● WHAT THE EXERCISE ASKS
Which lines of the records contain "time"? Collect every one of them.

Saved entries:
════════════════════
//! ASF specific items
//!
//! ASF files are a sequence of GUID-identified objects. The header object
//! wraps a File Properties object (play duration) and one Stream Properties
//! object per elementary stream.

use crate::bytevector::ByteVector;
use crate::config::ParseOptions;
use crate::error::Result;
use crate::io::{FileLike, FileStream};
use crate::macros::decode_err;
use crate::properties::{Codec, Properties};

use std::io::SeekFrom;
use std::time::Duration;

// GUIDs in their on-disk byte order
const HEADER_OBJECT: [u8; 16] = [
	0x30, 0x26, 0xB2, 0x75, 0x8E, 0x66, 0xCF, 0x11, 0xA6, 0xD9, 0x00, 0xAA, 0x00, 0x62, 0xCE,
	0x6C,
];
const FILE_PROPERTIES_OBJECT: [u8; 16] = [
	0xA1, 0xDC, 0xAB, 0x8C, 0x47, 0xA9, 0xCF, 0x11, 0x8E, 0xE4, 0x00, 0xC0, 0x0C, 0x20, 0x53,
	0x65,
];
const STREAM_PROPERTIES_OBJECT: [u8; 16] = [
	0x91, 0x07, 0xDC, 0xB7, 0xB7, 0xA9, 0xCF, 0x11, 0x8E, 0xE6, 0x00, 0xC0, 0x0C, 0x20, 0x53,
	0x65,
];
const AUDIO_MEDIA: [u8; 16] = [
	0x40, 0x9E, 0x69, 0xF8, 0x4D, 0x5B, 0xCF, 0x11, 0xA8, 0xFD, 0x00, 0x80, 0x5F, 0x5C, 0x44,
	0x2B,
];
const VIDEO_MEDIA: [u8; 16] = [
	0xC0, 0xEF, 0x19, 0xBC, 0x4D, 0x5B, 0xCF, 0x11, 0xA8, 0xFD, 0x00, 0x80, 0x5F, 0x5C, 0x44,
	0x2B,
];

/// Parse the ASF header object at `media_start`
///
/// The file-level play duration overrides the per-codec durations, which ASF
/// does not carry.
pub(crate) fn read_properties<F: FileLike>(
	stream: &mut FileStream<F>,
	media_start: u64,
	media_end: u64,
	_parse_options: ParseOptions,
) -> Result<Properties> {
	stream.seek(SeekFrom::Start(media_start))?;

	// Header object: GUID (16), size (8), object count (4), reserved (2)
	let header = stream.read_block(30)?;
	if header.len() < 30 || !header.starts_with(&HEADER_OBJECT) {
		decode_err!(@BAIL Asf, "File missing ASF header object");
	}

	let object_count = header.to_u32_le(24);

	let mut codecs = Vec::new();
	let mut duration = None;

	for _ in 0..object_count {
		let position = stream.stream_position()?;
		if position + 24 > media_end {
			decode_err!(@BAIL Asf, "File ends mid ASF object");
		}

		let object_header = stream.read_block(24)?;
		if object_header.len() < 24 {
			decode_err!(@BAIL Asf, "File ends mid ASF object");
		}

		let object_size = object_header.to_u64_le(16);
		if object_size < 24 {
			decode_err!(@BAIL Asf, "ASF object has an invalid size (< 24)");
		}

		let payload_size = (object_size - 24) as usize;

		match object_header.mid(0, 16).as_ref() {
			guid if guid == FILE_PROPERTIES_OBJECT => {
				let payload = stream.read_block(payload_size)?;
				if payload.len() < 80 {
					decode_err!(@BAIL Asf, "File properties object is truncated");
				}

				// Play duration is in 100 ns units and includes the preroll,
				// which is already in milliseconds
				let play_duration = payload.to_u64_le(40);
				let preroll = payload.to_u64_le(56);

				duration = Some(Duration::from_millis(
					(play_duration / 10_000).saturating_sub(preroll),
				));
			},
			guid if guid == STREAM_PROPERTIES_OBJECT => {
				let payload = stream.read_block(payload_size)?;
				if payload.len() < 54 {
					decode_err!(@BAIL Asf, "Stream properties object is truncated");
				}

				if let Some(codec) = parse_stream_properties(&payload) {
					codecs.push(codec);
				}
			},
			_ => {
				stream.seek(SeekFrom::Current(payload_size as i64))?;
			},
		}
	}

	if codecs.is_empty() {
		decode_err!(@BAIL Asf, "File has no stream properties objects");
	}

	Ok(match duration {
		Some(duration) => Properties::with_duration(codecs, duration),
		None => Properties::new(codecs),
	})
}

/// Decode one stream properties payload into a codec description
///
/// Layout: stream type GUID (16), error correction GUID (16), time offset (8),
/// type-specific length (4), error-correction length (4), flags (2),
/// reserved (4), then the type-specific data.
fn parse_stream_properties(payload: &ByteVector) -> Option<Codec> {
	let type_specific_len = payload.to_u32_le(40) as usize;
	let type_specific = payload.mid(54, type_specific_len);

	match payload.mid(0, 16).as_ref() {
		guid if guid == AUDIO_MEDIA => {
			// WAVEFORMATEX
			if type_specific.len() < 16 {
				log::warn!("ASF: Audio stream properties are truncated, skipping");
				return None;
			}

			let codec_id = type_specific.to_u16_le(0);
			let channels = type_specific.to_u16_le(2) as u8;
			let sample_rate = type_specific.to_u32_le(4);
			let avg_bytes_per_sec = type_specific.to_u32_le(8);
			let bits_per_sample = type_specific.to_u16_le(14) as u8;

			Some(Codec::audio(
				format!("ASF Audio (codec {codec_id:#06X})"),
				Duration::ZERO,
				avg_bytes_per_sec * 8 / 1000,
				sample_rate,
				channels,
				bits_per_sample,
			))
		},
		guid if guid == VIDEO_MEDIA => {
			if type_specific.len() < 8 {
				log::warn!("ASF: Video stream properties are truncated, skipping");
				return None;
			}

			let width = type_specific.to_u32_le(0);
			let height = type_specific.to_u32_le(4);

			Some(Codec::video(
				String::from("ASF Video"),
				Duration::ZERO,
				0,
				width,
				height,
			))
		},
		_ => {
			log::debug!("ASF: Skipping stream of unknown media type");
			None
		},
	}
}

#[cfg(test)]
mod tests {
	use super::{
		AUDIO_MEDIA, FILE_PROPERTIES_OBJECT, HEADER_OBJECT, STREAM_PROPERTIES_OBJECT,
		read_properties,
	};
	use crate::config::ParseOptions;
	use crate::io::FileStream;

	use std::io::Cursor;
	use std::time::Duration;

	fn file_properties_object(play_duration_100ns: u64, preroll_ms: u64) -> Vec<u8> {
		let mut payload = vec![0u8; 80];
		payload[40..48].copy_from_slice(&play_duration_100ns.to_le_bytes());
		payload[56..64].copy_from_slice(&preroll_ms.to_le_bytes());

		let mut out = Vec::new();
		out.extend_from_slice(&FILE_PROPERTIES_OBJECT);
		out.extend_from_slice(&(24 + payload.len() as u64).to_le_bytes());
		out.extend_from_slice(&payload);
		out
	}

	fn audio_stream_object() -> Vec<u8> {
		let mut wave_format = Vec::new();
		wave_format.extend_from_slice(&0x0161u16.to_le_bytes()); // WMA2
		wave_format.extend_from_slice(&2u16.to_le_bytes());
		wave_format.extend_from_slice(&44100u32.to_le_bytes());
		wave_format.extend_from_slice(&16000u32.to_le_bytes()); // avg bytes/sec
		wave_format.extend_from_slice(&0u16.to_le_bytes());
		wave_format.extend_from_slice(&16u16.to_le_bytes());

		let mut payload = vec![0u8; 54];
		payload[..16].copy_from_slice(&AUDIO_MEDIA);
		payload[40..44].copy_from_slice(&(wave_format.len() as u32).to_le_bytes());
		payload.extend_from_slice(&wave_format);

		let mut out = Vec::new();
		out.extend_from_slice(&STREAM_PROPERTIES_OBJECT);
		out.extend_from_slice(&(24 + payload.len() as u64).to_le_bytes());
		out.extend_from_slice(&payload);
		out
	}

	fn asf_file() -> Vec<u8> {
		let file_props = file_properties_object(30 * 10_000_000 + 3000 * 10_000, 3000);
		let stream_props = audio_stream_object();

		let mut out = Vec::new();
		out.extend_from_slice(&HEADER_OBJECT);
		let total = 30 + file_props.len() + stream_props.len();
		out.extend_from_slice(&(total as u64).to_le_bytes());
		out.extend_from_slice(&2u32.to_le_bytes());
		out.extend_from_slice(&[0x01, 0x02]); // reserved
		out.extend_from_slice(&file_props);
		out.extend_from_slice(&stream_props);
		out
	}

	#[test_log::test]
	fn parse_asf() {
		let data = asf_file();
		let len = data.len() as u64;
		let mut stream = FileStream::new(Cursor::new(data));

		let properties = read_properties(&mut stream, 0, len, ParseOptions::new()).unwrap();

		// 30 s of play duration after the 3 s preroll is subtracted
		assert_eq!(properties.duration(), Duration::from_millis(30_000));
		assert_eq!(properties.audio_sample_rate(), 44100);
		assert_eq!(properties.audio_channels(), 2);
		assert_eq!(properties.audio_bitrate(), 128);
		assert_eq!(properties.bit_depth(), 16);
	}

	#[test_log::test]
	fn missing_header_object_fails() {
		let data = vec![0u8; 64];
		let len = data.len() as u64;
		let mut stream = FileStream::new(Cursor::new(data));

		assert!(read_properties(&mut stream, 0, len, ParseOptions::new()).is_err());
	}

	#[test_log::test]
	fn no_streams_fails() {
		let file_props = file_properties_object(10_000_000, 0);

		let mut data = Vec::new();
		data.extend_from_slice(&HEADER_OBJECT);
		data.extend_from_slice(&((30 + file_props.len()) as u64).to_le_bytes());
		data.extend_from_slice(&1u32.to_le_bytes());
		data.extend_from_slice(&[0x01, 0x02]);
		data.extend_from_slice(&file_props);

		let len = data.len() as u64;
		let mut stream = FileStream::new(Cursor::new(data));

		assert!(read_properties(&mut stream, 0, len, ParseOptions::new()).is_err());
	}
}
════════════════════
● SOLUTION BELOW
use std::time::Duration;
/// Layout: stream type GUID (16), error correction GUID (16), time offset (8),
	use std::time::Duration;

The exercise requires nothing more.